— ABOUT THIS TASK —
Write out the entries below exactly. End with the line that contains "pub struct PreprocessConfig".

Dataset entries:

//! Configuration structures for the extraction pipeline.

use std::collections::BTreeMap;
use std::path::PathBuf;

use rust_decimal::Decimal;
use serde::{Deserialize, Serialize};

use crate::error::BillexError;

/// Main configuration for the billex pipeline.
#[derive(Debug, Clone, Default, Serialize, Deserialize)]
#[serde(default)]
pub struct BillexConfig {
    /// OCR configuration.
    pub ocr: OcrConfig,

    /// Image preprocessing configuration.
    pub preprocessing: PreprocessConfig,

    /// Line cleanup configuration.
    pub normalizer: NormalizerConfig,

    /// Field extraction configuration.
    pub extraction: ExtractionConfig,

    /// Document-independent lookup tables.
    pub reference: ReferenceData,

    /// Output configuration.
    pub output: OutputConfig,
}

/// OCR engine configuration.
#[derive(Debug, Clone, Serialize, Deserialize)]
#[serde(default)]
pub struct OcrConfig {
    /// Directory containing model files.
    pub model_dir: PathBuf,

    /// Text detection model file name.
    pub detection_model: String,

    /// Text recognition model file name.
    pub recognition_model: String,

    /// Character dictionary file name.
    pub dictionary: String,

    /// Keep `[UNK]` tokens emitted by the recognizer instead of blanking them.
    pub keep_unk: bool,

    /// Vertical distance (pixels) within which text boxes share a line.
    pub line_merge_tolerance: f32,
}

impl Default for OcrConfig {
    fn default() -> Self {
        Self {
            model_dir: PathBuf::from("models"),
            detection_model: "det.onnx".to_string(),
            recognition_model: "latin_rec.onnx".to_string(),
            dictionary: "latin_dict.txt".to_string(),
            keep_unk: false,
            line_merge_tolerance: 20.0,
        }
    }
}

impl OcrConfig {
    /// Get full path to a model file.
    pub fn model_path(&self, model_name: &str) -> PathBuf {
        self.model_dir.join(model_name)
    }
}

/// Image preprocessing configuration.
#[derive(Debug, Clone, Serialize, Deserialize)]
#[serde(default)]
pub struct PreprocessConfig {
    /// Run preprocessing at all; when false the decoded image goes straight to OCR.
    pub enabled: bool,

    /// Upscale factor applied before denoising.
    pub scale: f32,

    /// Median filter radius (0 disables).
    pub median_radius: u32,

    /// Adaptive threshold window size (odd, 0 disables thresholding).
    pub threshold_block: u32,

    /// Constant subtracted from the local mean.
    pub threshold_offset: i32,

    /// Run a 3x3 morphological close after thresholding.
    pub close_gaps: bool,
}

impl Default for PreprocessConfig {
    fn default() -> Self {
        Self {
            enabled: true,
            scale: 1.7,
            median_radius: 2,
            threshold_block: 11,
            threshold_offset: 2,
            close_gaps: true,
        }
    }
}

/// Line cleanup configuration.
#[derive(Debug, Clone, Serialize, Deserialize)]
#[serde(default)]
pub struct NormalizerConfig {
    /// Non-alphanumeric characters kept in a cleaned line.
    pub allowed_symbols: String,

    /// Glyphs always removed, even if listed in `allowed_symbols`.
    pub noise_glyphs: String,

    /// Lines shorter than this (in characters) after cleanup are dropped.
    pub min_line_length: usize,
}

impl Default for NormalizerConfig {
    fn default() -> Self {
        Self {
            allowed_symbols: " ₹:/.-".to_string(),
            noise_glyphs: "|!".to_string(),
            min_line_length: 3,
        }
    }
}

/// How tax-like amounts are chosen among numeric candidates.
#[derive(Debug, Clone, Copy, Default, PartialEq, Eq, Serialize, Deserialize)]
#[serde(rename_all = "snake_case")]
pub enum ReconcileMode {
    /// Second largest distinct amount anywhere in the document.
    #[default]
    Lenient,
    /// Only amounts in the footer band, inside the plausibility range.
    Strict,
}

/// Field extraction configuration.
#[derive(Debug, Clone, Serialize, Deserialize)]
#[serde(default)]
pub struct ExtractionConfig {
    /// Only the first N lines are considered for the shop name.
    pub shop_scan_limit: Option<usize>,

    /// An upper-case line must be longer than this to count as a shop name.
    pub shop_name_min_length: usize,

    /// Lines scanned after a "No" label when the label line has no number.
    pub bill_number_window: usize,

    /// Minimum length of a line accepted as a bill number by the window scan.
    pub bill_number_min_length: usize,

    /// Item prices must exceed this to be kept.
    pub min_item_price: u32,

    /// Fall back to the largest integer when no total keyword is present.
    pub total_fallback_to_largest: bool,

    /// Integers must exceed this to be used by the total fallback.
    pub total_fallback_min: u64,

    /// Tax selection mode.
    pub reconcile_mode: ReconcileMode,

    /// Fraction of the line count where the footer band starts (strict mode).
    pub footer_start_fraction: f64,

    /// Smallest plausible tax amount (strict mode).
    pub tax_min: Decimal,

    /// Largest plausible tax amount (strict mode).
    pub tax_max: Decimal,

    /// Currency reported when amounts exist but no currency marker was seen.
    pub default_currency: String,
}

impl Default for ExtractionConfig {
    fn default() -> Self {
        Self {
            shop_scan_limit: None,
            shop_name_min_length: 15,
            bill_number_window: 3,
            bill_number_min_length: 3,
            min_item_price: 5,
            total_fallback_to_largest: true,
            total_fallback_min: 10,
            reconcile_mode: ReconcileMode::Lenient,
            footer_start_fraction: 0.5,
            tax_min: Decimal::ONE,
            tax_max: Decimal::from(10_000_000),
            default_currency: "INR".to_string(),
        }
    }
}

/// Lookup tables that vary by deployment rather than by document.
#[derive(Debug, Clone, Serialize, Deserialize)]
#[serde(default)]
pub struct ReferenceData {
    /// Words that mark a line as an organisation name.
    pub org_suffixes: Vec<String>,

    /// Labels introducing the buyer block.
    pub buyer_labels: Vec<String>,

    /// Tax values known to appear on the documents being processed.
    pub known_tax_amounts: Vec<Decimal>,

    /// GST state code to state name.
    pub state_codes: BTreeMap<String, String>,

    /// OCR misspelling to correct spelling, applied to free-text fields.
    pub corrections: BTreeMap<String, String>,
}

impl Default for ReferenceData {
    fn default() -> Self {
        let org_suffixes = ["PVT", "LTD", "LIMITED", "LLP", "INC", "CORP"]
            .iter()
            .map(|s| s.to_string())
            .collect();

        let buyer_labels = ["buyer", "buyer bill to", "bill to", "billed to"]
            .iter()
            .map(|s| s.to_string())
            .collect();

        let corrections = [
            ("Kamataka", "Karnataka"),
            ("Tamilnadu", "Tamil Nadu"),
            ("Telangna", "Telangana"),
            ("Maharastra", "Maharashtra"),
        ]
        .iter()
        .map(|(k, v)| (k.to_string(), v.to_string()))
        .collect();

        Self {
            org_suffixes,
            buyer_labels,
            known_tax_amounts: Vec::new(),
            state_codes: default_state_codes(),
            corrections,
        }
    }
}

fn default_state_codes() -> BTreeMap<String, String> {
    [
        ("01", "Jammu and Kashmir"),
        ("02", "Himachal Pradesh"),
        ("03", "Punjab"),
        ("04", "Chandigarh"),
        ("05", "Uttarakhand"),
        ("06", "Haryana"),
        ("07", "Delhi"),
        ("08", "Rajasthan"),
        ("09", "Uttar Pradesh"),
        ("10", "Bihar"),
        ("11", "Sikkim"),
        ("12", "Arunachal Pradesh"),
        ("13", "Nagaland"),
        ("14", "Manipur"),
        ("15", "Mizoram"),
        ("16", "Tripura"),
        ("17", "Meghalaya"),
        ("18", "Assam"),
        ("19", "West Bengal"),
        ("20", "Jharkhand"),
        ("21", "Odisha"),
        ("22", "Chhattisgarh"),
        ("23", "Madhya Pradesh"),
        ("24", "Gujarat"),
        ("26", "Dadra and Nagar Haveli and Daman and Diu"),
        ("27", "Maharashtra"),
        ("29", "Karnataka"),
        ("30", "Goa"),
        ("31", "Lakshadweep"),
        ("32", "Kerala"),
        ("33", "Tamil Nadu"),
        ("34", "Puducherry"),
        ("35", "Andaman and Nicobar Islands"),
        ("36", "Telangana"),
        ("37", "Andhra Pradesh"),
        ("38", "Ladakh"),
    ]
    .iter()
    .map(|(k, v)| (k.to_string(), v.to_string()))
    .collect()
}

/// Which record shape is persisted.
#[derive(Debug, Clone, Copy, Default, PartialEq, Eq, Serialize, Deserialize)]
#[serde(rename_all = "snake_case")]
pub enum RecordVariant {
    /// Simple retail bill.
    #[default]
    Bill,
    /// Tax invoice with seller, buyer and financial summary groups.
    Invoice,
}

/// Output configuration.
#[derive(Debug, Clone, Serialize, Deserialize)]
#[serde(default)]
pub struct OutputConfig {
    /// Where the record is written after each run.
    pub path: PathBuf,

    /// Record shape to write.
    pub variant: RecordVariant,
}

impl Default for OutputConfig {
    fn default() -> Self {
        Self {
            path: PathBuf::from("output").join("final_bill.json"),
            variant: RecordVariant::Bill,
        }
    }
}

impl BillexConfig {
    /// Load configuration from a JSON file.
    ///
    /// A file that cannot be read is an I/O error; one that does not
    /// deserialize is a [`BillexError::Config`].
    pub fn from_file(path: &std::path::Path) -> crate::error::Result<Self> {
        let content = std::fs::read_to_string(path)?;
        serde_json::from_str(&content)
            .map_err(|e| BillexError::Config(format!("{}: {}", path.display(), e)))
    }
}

— OUTPUT FOR THIS TASK —
//! Configuration structures for the extraction pipeline.

use std::collections::BTreeMap;
use std::path::PathBuf;

use rust_decimal::Decimal;
use serde::{Deserialize, Serialize};

use crate::error::BillexError;

/// Main configuration for the billex pipeline.
#[derive(Debug, Clone, Default, Serialize, Deserialize)]
#[serde(default)]
pub struct BillexConfig {
    /// OCR configuration.
    pub ocr: OcrConfig,

    /// Image preprocessing configuration.
    pub preprocessing: PreprocessConfig,

    /// Line cleanup configuration.
    pub normalizer: NormalizerConfig,

    /// Field extraction configuration.
    pub extraction: ExtractionConfig,

    /// Document-independent lookup tables.
    pub reference: ReferenceData,

    /// Output configuration.
    pub output: OutputConfig,
}

/// OCR engine configuration.
#[derive(Debug, Clone, Serialize, Deserialize)]
#[serde(default)]
pub struct OcrConfig {
    /// Directory containing model files.
    pub model_dir: PathBuf,

    /// Text detection model file name.
    pub detection_model: String,

    /// Text recognition model file name.
    pub recognition_model: String,

    /// Character dictionary file name.
    pub dictionary: String,

    /// Keep `[UNK]` tokens emitted by the recognizer instead of blanking them.
    pub keep_unk: bool,

    /// Vertical distance (pixels) within which text boxes share a line.
    pub line_merge_tolerance: f32,
}

impl Default for OcrConfig {
    fn default() -> Self {
        Self {
            model_dir: PathBuf::from("models"),
            detection_model: "det.onnx".to_string(),
            recognition_model: "latin_rec.onnx".to_string(),
            dictionary: "latin_dict.txt".to_string(),
            keep_unk: false,
            line_merge_tolerance: 20.0,
        }
    }
}

impl OcrConfig {
    /// Get full path to a model file.
    pub fn model_path(&self, model_name: &str) -> PathBuf {
        self.model_dir.join(model_name)
    }
}

/// Image preprocessing configuration.
#[derive(Debug, Clone, Serialize, Deserialize)]
#[serde(default)]
pub struct PreprocessConfig {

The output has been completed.